Grace Johnston (born 7 April 2005) is an Australian professional soccer player who plays as a midfielder and defender for Women's Super League (WSL) club Charlton Athletic and the Australia under-23 national team.

Born in Perth, Johnston began her career in the A-League Women at her home city club Perth Glory, playing in the offseason for Melbourne-based National Premier Leagues Victoria Women's (NPL Victoria Women's) clubs Keilor Park and Preston Lions. In 2026, she transferred to the WSL, signing for newly-promoted side Charlton Athletic. Internationally, she has represented Australia at under-20 and under-23 level. She won the 2025 ASEAN Women's Championship against senior national teams with the U23 Matildas.

== Early life ==
Johnston was born in 2005 in Perth, Western Australia. She attended Wembley Primary School and, in May 2016, was chosen for her state's Under-12s Girls Football team, which competed for national titles. Also in that team was Georgia Cassidy, who became her long-term teammate. As a junior Johnston played for Subiaco AFC for two seasons.

== Club career ==

=== Football West NTC ===
From 2021 to 2023 Johnston played as a midfielder for the Football West National Training Centre (FW NTC), alongside Cassidy. They competed in the National Premier Leagues WA Women (NPL WA). In 2023, Johnston was part of the FW NTC leadership group, when the team won the State Cup and finished in the top 4 of the NPL WA.

===Perth Glory===
In June 2023, Johnston signed with Perth Glory's A-League Women squad, initially for one season. She debuted on 14 October and made 14 appearances in the 2023–24 season. However, her performances were cut short by a syndesmosis injury in round 17. She was re-signed to the team and made 22 further appearances, mostly as a defender, in 2024–25, providing one assist. Her performances earned her a “wildcard” nomination (most votes accumulated throughout the whole season) for the A-League Women's Young Footballer of the Year award for the 2024–25 season. In June 2025 Johnston transferred to Preston Lions FC (women) to compete in the National Premier Leagues Victoria Women (NPLV Women) during the A-League Women's off-season (from June to August).
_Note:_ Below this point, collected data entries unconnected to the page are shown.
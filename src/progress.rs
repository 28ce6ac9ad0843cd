//! Progress-callback trait for batch-level pipeline events.
//!
//! Attach an [`Arc<dyn PipelineProgressCallback>`] with
//! [`crate::Pipeline::with_progress`] to receive events while a document is
//! processed. Callers can forward them to a terminal progress bar, a channel,
//! or a log without the library knowing how the host communicates.
//!
//! # Example
//!
//! ```rust
//! use edgequake_docparse::PipelineProgressCallback;
//! use std::sync::atomic::{AtomicUsize, Ordering};
//!
//! struct CountingCallback {
//!     done: AtomicUsize,
//! }
//!
//! impl PipelineProgressCallback for CountingCallback {
//!     fn on_batch_complete(&self, batch: usize, total: usize, cached: usize, extracted: usize) {
//!         let done = self.done.fetch_add(1, Ordering::SeqCst) + 1;
//!         eprintln!("batch {}/{} ({} cached, {} extracted, {} done)", batch + 1, total, cached, extracted, done);
//!     }
//! }
//! ```

use std::sync::Arc;

/// Called by the pipeline as it processes batches.
///
/// Batches run concurrently, so the batch methods may be called from several
/// threads at once and in any order. All methods default to no-ops.
pub trait PipelineProgressCallback: Send + Sync {
    /// Called once after rasterization, before any batch is dispatched.
    fn on_pipeline_start(&self, total_units: usize, total_batches: usize) {
        let _ = (total_units, total_batches);
    }

    /// Called when a batch task starts (before it waits for a permit).
    ///
    /// `batch` is 0-based.
    fn on_batch_start(&self, batch: usize, total_batches: usize, units: usize) {
        let _ = (batch, total_batches, units);
    }

    /// Called when a batch finished successfully.
    fn on_batch_complete(&self, batch: usize, total_batches: usize, cached: usize, extracted: usize) {
        let _ = (batch, total_batches, cached, extracted);
    }

    /// Called when a batch failed. The request fails with it.
    fn on_batch_error(&self, batch: usize, total_batches: usize, error: &str) {
        let _ = (batch, total_batches, error);
    }

    /// Called once when the request finished, successfully or not.
    fn on_pipeline_complete(&self, total_units: usize, success: bool) {
        let _ = (total_units, success);
    }
}

/// A no-op implementation, used when no callback is attached.
pub struct NoopProgressCallback;

impl PipelineProgressCallback for NoopProgressCallback {}

pub type ProgressCallback = Arc<dyn PipelineProgressCallback>;
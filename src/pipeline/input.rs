//! Input resolution: normalise a user-supplied path or URL to a local file.
//!
//! Rasterizers need a file-system path. A URL is downloaded into a `TempDir`
//! that lives as long as the [`ResolvedInput`], so the file is removed when
//! processing finishes, even on error.

use crate::error::PipelineError;
use std::path::{Path, PathBuf};
use tempfile::TempDir;
use tracing::{debug, info};

/// The resolved input: either a local path or a downloaded temp file.
#[derive(Debug)]
pub enum ResolvedInput {
    /// Input was already a local file.
    Local(PathBuf),
    /// Input was a URL. The `TempDir` keeps the download alive.
    Downloaded { path: PathBuf, _temp_dir: TempDir },
}

impl ResolvedInput {
    /// Path to the document regardless of how it was resolved.
    pub fn path(&self) -> &Path {
        match self {
            ResolvedInput::Local(p) => p,
            ResolvedInput::Downloaded { path, .. } => path,
        }
    }

    /// File name without extension; names the document's cache keys.
    pub fn document_stem(&self) -> String {
        self.path()
            .file_stem()
            .map(|s| s.to_string_lossy().into_owned())
            .unwrap_or_else(|| "document".to_string())
    }

    /// Lower-cased extension, empty when there is none.
    pub fn extension(&self) -> String {
        self.path()
            .extension()
            .map(|e| e.to_string_lossy().to_lowercase())
            .unwrap_or_default()
    }
}

/// Check if the input string looks like a URL.
pub fn is_url(input: &str) -> bool {
    input.starts_with("http://") || input.starts_with("https://")
}

/// Resolve the input string to a readable, non-empty local file.
pub async fn resolve_input(input: &str, timeout_secs: u64) -> Result<ResolvedInput, PipelineError> {
    if input.trim().is_empty() {
        return Err(PipelineError::InvalidInput {
            input: input.to_string(),
        });
    }
    if is_url(input) {
        download_url(input, timeout_secs).await
    } else {
        resolve_local(input)
    }
}

/// Validate existence, read permission and size of a local file.
fn resolve_local(path_str: &str) -> Result<ResolvedInput, PipelineError> {
    let path = PathBuf::from(path_str);

    if !path.exists() {
        return Err(PipelineError::FileNotFound { path });
    }
    if path.is_dir() {
        return Err(PipelineError::InvalidInput {
            input: path_str.to_string(),
        });
    }

    // Check read permission by attempting to open
    let file = match std::fs::File::open(&path) {
        Ok(f) => f,
        Err(e) => return Err(io_to_input_error(e, path)),
    };

    let len = match file.metadata() {
        Ok(m) => m.len(),
        Err(e) => return Err(io_to_input_error(e, path)),
    };
    if len == 0 {
        return Err(PipelineError::EmptyDocument { path });
    }

    debug!("Resolved local document: {} ({} bytes)", path.display(), len);
    Ok(ResolvedInput::Local(path))
}

fn io_to_input_error(e: std::io::Error, path: PathBuf) -> PipelineError {
    if e.kind() == std::io::ErrorKind::PermissionDenied {
        PipelineError::PermissionDenied { path }
    } else {
        PipelineError::FileNotFound { path }
    }
}

/// Download a URL to a temporary directory and return the path.
async fn download_url(url: &str, timeout_secs: u64) -> Result<ResolvedInput, PipelineError> {
    info!("Downloading document from: {}", url);

    let client = reqwest::Client::builder()
        .timeout(std::time::Duration::from_secs(timeout_secs))
        .build()
        .map_err(|e| PipelineError::DownloadFailed {
            url: url.to_string(),
            reason: e.to_string(),
        })?;

    let response = client.get(url).send().await.map_err(|e| {
        if e.is_timeout() {
            PipelineError::DownloadTimeout {
                url: url.to_string(),
                secs: timeout_secs,
            }
        } else {
            PipelineError::DownloadFailed {
                url: url.to_string(),
                reason: e.to_string(),
            }
        }
    })?;

    if !response.status().is_success() {
        return Err(PipelineError::DownloadFailed {
            url: url.to_string(),
            reason: format!("HTTP {}", response.status()),
        });
    }

    let content_type = response
        .headers()
        .get(reqwest::header::CONTENT_TYPE)
        .and_then(|v| v.to_str().ok())
        .map(str::to_string);
    let filename = extract_filename(url, content_type.as_deref());

    let temp_dir = TempDir::new().map_err(|e| PipelineError::Internal(e.to_string()))?;
    let file_path = temp_dir.path().join(&filename);

    let bytes = response.bytes().await.map_err(|e| {
        if e.is_timeout() {
            PipelineError::DownloadTimeout {
                url: url.to_string(),
                secs: timeout_secs,
            }
        } else {
            PipelineError::DownloadFailed {
                url: url.to_string(),
                reason: e.to_string(),
            }
        }
    })?;

    if bytes.is_empty() {
        return Err(PipelineError::EmptyDocument { path: file_path });
    }

    tokio::fs::write(&file_path, &bytes)
        .await
        .map_err(|e| PipelineError::Internal(format!("Failed to write temp file: {}", e)))?;

    info!("Downloaded {} bytes to: {}", bytes.len(), file_path.display());

    Ok(ResolvedInput::Downloaded {
        path: file_path,
        _temp_dir: temp_dir,
    })
}

/// Pick a file name from the URL path, else from the content type.
fn extract_filename(url: &str, content_type: Option<&str>) -> String {
    if let Ok(parsed) = reqwest::Url::parse(url) {
        if let Some(mut segments) = parsed.path_segments() {
            if let Some(last) = segments.next_back() {
                if !last.is_empty() && last.contains('.') {
                    return last.to_string();
                }
            }
        }
    }

    let ext = match content_type.map(|c| c.split(';').next().unwrap_or(c).trim()) {
        Some("image/png") => "png",
        Some("image/jpeg") => "jpg",
        _ => "pdf",
    };
    format!("downloaded.{ext}")
}
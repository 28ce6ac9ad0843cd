//! Result assembler: per-unit results → one ordered document string.

use crate::error::PipelineError;
use crate::pipeline::dispatch::ExtractionResult;

/// Order `results` by index and join their contents.
///
/// The index set must be exactly `0..results.len()`; a gap or a duplicate
/// means a unit was lost or processed twice and is reported as
/// [`PipelineError::Internal`].
pub fn assemble(mut results: Vec<ExtractionResult>) -> Result<String, PipelineError> {
    results.sort_by_key(|r| r.index);

    for (expected, r) in results.iter().enumerate() {
        if r.index != expected {
            return Err(PipelineError::Internal(format!(
                "result set is incomplete: expected unit {} at position {}, found unit {} ({} results)",
                expected,
                expected,
                r.index,
                results.len()
            )));
        }
    }

    let contents: Vec<&str> = results.iter().map(|r| r.content.as_str()).collect();
    Ok(join_contents(&contents))
}

/// Join `parts` with a blank line between them, then normalise.
///
/// Line endings become `\n`. A blank line is dropped when it opens the
/// document or follows another blank line, so separators never stack.
pub fn join_contents<S: AsRef<str>>(parts: &[S]) -> String {
    let joined = parts
        .iter()
        .map(|p| p.as_ref().replace("\r\n", "\n").replace('\r', "\n"))
        .collect::<Vec<_>>()
        .join("\n\n");

    let mut lines: Vec<&str> = Vec::new();
    for line in joined.split('\n') {
        let blank = line.trim().is_empty();
        let prev_blank = lines.last().map_or(true, |l| l.trim().is_empty());
        if blank && prev_blank {
            continue;
        }
        lines.push(line);
    }

    lines.join("\n")
}

#[cfg(test)]
mod tests {
    use super::*;

    fn result(index: usize, content: &str) -> ExtractionResult {
        ExtractionResult {
            index,
            page_number: index + 1,
            content: content.to_string(),
            cached: false,
        }
    }

    #[test]
    fn blank_runs_collapse() {
        let parts = ["Line 1", "", "Line 2", "", "", "Line 3"];
        assert_eq!(join_contents(&parts), "Line 1\n\nLine 2\n\nLine 3");
    }

    #[test]
    fn leading_blanks_and_crlf() {
        let parts = ["\r\n\r\n# Title\r\nbody", "next"];
        assert_eq!(join_contents(&parts), "# Title\nbody\n\nnext");
    }

    #[test]
    fn empty_input_is_empty_output() {
        let parts: [&str; 0] = [];
        assert_eq!(join_contents(&parts), "");
    }

    #[test]
    fn assemble_restores_index_order() {
        let results = vec![result(2, "c"), result(0, "a"), result(1, "b")];
        assert_eq!(assemble(results).unwrap(), "a\n\nb\n\nc");
    }

    #[test]
    fn gap_is_rejected() {
        let err = assemble(vec![result(0, "a"), result(2, "c")]).unwrap_err();
        assert!(matches!(err, PipelineError::Internal(_)));
    }

    #[test]
    fn duplicate_is_rejected() {
        let err = assemble(vec![result(0, "a"), result(0, "a"), result(1, "b")]).unwrap_err();
        assert!(matches!(err, PipelineError::Internal(_)));
    }
}
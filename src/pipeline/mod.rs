//! Pipeline stages.
//!
//! Each submodule implements one step and is tested on its own.
//! [`crate::orchestrator::Pipeline`] wires them together.
//!
//! ```text
//! input ──▶ partition ──▶ dispatch ──▶ assemble
//!                           │  ▲
//!                 limiter ──┘  └── cache / extractor (encode)
//! ```
//!
//! 1. [`input`]     — canonicalise the user-supplied path or URL to a local file
//! 2. [`partition`] — split rasterized pages into fixed-size batches
//! 3. [`limiter`]   — ceiling on batches in flight
//! 4. [`dispatch`]  — per batch: cache lookups, extraction of misses, write-back
//! 5. [`assemble`]  — restore document order and join
//! 6. [`encode`]    — PNG + base64 for the vision API request body

pub mod assemble;
pub mod dispatch;
pub mod encode;
pub mod input;
pub mod limiter;
pub mod partition;
//! Unit partitioner: ordered pages → fixed-size batches.

use image::DynamicImage;

/// One page of the requested range: the atomic item of extraction work.
#[derive(Debug, Clone)]
pub struct PageUnit {
    /// 0-based position in the output. The sole ordering key.
    pub index: usize,
    /// 1-based page number in the source document. Feeds the cache key.
    pub page_number: usize,
    pub image: DynamicImage,
}

/// A contiguous group of units dispatched under one limiter permit.
#[derive(Debug, Clone)]
pub struct Batch {
    /// 0-based position of this batch among all batches.
    pub number: usize,
    pub units: Vec<PageUnit>,
}

impl Batch {
    pub fn indices(&self) -> Vec<usize> {
        self.units.iter().map(|u| u.index).collect()
    }

    pub fn page_numbers(&self) -> Vec<usize> {
        self.units.iter().map(|u| u.page_number).collect()
    }

    pub fn len(&self) -> usize {
        self.units.len()
    }

    pub fn is_empty(&self) -> bool {
        self.units.is_empty()
    }
}

/// Split `units` into batches of at most `batch_size` (0 is treated as 1).
///
/// Order is preserved: concatenating the batches' units yields the input.
pub fn partition(units: Vec<PageUnit>, batch_size: usize) -> Vec<Batch> {
    let batch_size = batch_size.max(1);
    let mut batches = Vec::with_capacity(units.len().div_ceil(batch_size));
    let mut iter = units.into_iter().peekable();

    while iter.peek().is_some() {
        let chunk: Vec<PageUnit> = iter.by_ref().take(batch_size).collect();
        batches.push(Batch {
            number: batches.len(),
            units: chunk,
        });
    }

    batches
}
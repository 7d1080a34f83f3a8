use axum::body::Bytes;
use axum::extract::{Query, State};
use axum::http::Method;
use axum::response::{IntoResponse, Response};
use axum::routing::any;
use axum::{Json, Router};
use serde::de::DeserializeOwned;
use serde::Deserialize;

use crate::api::requests::{
    CreatePostRequest, LoginRequest, PostIdRequest, RegisterRequest, UserIdRequest, Validate,
};
use crate::api::responses::{Ack, Created, LoginResponse};
use crate::api::Action;
use crate::auth::password;
use crate::db::models::PostStatus;
use crate::db::{posts, users};
use crate::error::{AppError, AppResult};
use crate::state::AppState;

#[derive(Debug, Deserialize)]
pub struct ActionQuery {
    #[serde(default)]
    pub action: String,
}

pub fn router() -> Router<AppState> {
    Router::new()
        .route("/api", any(dispatch))
        .route("/api.php", any(dispatch))
}

/// Single entry point: `?action=` picks the operation.
pub async fn dispatch(
    State(state): State<AppState>,
    method: Method,
    Query(query): Query<ActionQuery>,
    body: Bytes,
) -> AppResult<Response> {
    // Unknown or missing action
    let action: Action = query.action.parse().map_err(|_| {
        tracing::debug!("Unknown action {:?}", query.action);
        AppError::InvalidAction
    })?;

    // Mutating actions only accept a POST body
    if action.takes_body() && method != Method::POST {
        return Err(AppError::MethodNotAllowed(action.to_string()));
    }

    tracing::debug!(%action, %method, "Dispatching action");

    match action {
        Action::Register => register(&state, parse_body(&body)?),
        Action::Login => login(&state, parse_body(&body)?),
        Action::CreatePost => create_post(&state, parse_body(&body)?),
        Action::GetPosts => list_posts(&state, PostStatus::Approved),
        Action::GetPendingPosts => list_posts(&state, PostStatus::Pending),
        Action::ApprovePost => approve_post(&state, parse_body(&body)?),
        Action::DeletePost => delete_post(&state, parse_body(&body)?),
        Action::GetUsers => Ok(Json(users::list(&state.db)?).into_response()),
        Action::DeleteUser => delete_user(&state, parse_body(&body)?),
        Action::SuspendUser => suspend_user(&state, parse_body(&body)?),
    }
}

fn parse_body<T: DeserializeOwned + Validate>(body: &Bytes) -> AppResult<T> {
    let request: T = serde_json::from_slice(body)
        .map_err(|e| AppError::BadRequest(format!("Invalid request body: {}", e)))?;
    request.validate()?;
    Ok(request)
}

fn register(state: &AppState, req: RegisterRequest) -> AppResult<Response> {
    // Never store the plaintext
    let password_hash = password::hash_password(&req.password, state.bcrypt_cost())?;

    let id = users::insert(
        &state.db,
        &users::NewUser {
            full_name: &req.full_name,
            email: &req.email,
            password_hash: &password_hash,
            user_type: &req.user_type,
            sport: req.sport.as_deref(),
            location: req.location.as_deref(),
            is_admin: false,
        },
    )?;

    tracing::info!(user_id = id, "Registered user");
    Ok(Json(Created::new(id)).into_response())
}

fn login(state: &AppState, req: LoginRequest) -> AppResult<Response> {
    let response = match users::find_credentials(&state.db, &req.email)? {
        Some((user, hash)) if password::verify_password(&req.password, &hash) => {
            tracing::info!(user_id = user.id, "Login succeeded");
            LoginResponse::accepted(user)
        }
        // Unknown email and wrong password look the same to the caller
        _ => {
            tracing::info!("Login rejected");
            LoginResponse::rejected()
        }
    };

    Ok(Json(response).into_response())
}

fn create_post(state: &AppState, req: CreatePostRequest) -> AppResult<Response> {
    let id = posts::insert(&state.db, req.author_id, &req.content, &req.attachments)?;
    tracing::info!(post_id = id, author_id = req.author_id, "Post submitted for moderation");
    Ok(Json(Created::new(id)).into_response())
}

fn list_posts(state: &AppState, status: PostStatus) -> AppResult<Response> {
    let posts = posts::list_by_status(&state.db, status)?;
    Ok(Json(posts).into_response())
}

fn approve_post(state: &AppState, req: PostIdRequest) -> AppResult<Response> {
    posts::approve(&state.db, req.post_id)?;
    tracing::info!(post_id = req.post_id, "Post approved");
    Ok(Json(Ack::ok()).into_response())
}

fn delete_post(state: &AppState, req: PostIdRequest) -> AppResult<Response> {
    posts::delete(&state.db, req.post_id)?;
    tracing::info!(post_id = req.post_id, "Post deleted");
    Ok(Json(Ack::ok()).into_response())
}

fn delete_user(state: &AppState, req: UserIdRequest) -> AppResult<Response> {
    users::delete(&state.db, req.user_id)?;
    tracing::info!(user_id = req.user_id, "User deleted");
    Ok(Json(Ack::ok()).into_response())
}

fn suspend_user(state: &AppState, req: UserIdRequest) -> AppResult<Response> {
    users::suspend(&state.db, req.user_id)?;
    tracing::info!(user_id = req.user_id, "User suspended");
    Ok(Json(Ack::ok()).into_response())
}
use axum::http::StatusCode;
use axum::response::{IntoResponse, Response};
use axum::Json;

use crate::api::requests::ValidationError;

/// Errors raised while serving an action. Every variant renders as the
/// `{"error": "..."}` envelope; only the status code differs.
#[derive(Debug, thiserror::Error)]
pub enum AppError {
    #[error("Invalid action")]
    InvalidAction,

    #[error("{0} requires POST")]
    MethodNotAllowed(String),

    #[error("{0}")]
    BadRequest(String),

    #[error("{0}")]
    Conflict(String),

    #[error("Database error: {0}")]
    Database(#[from] rusqlite::Error),

    #[error("Pool error: {0}")]
    Pool(#[from] r2d2::Error),

    #[error("Password hashing error: {0}")]
    Hash(#[from] bcrypt::BcryptError),

    #[error("JSON error: {0}")]
    Json(#[from] serde_json::Error),
}

impl AppError {
    pub fn status(&self) -> StatusCode {
        match self {
            AppError::InvalidAction | AppError::BadRequest(_) => StatusCode::BAD_REQUEST,
            AppError::MethodNotAllowed(_) => StatusCode::METHOD_NOT_ALLOWED,
            AppError::Conflict(_) => StatusCode::CONFLICT,
            AppError::Database(_)
            | AppError::Pool(_)
            | AppError::Hash(_)
            | AppError::Json(_) => StatusCode::INTERNAL_SERVER_ERROR,
        }
    }
}

impl IntoResponse for AppError {
    fn into_response(self) -> Response {
        let status = self.status();
        let message = if status.is_server_error() {
            tracing::error!("{}", self);
            "Internal server error".to_string()
        } else {
            tracing::debug!("Rejected request: {}", self);
            self.to_string()
        };

        (status, Json(serde_json::json!({ "error": message }))).into_response()
    }
}

impl From<ValidationError> for AppError {
    fn from(err: ValidationError) -> Self {
        AppError::BadRequest(err.0)
    }
}

pub type AppResult<T> = Result<T, AppError>;
pub mod password;
use serde::{Deserialize, Serialize};

use crate::db::models::User;

/// `{success: true, id}` for actions that insert a row.
#[derive(Debug, Clone, Copy, PartialEq, Eq, Serialize, Deserialize)]
pub struct Created {
    pub success: bool,
    pub id: i64,
}

impl Created {
    pub fn new(id: i64) -> Self {
        Self { success: true, id }
    }
}

/// `{success: true}` for actions that only mutate.
#[derive(Debug, Clone, Copy, PartialEq, Eq, Serialize, Deserialize)]
pub struct Ack {
    pub success: bool,
}

impl Ack {
    pub fn ok() -> Self {
        Self { success: true }
    }
}

#[derive(Debug, Clone, PartialEq, Serialize, Deserialize)]
pub struct LoginResponse {
    pub success: bool,
    #[serde(default, skip_serializing_if = "Option::is_none")]
    pub user: Option<User>,
    #[serde(default, skip_serializing_if = "Option::is_none")]
    pub message: Option<String>,
}

impl LoginResponse {
    pub fn accepted(user: User) -> Self {
        Self {
            success: true,
            user: Some(user),
            message: None,
        }
    }

    pub fn rejected() -> Self {
        Self {
            success: false,
            user: None,
            message: Some("Invalid credentials".into()),
        }
    }
}

/// The `{error}` envelope every failure renders as.
#[derive(Debug, Clone, PartialEq, Eq, Serialize, Deserialize)]
pub struct ErrorEnvelope {
    pub error: String,
}

#[cfg(test)]
mod tests {
    use super::*;
    use serde_json::json;

    #[test]
    fn rejected_login_has_no_user_field() {
        let value = serde_json::to_value(LoginResponse::rejected()).unwrap();
        assert_eq!(
            value,
            json!({ "success": false, "message": "Invalid credentials" })
        );
    }

    #[test]
    fn created_serializes_flat() {
        let value = serde_json::to_value(Created::new(12)).unwrap();
        assert_eq!(value, json!({ "success": true, "id": 12 }));
    }
}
By August she had made 10 appearances, scoring twice. In that same month she re-signed with Perth for the A-League's 2025–26 season.

===Charlton Athletic===
On 18 July 2026, Johnston completed a move to newly-promoted Women's Super League club Charlton Athletic ahead of the 2026–27 season.

== International career ==
As a midfielder, Johnston was added to the Australia women's national under-20 soccer team (Young Matildas) training camp in Sydney in August 2023. She was called-up for two friendly games against China by coach Leah Blayney on 3 and 6 December 2023 in Xiamen, China.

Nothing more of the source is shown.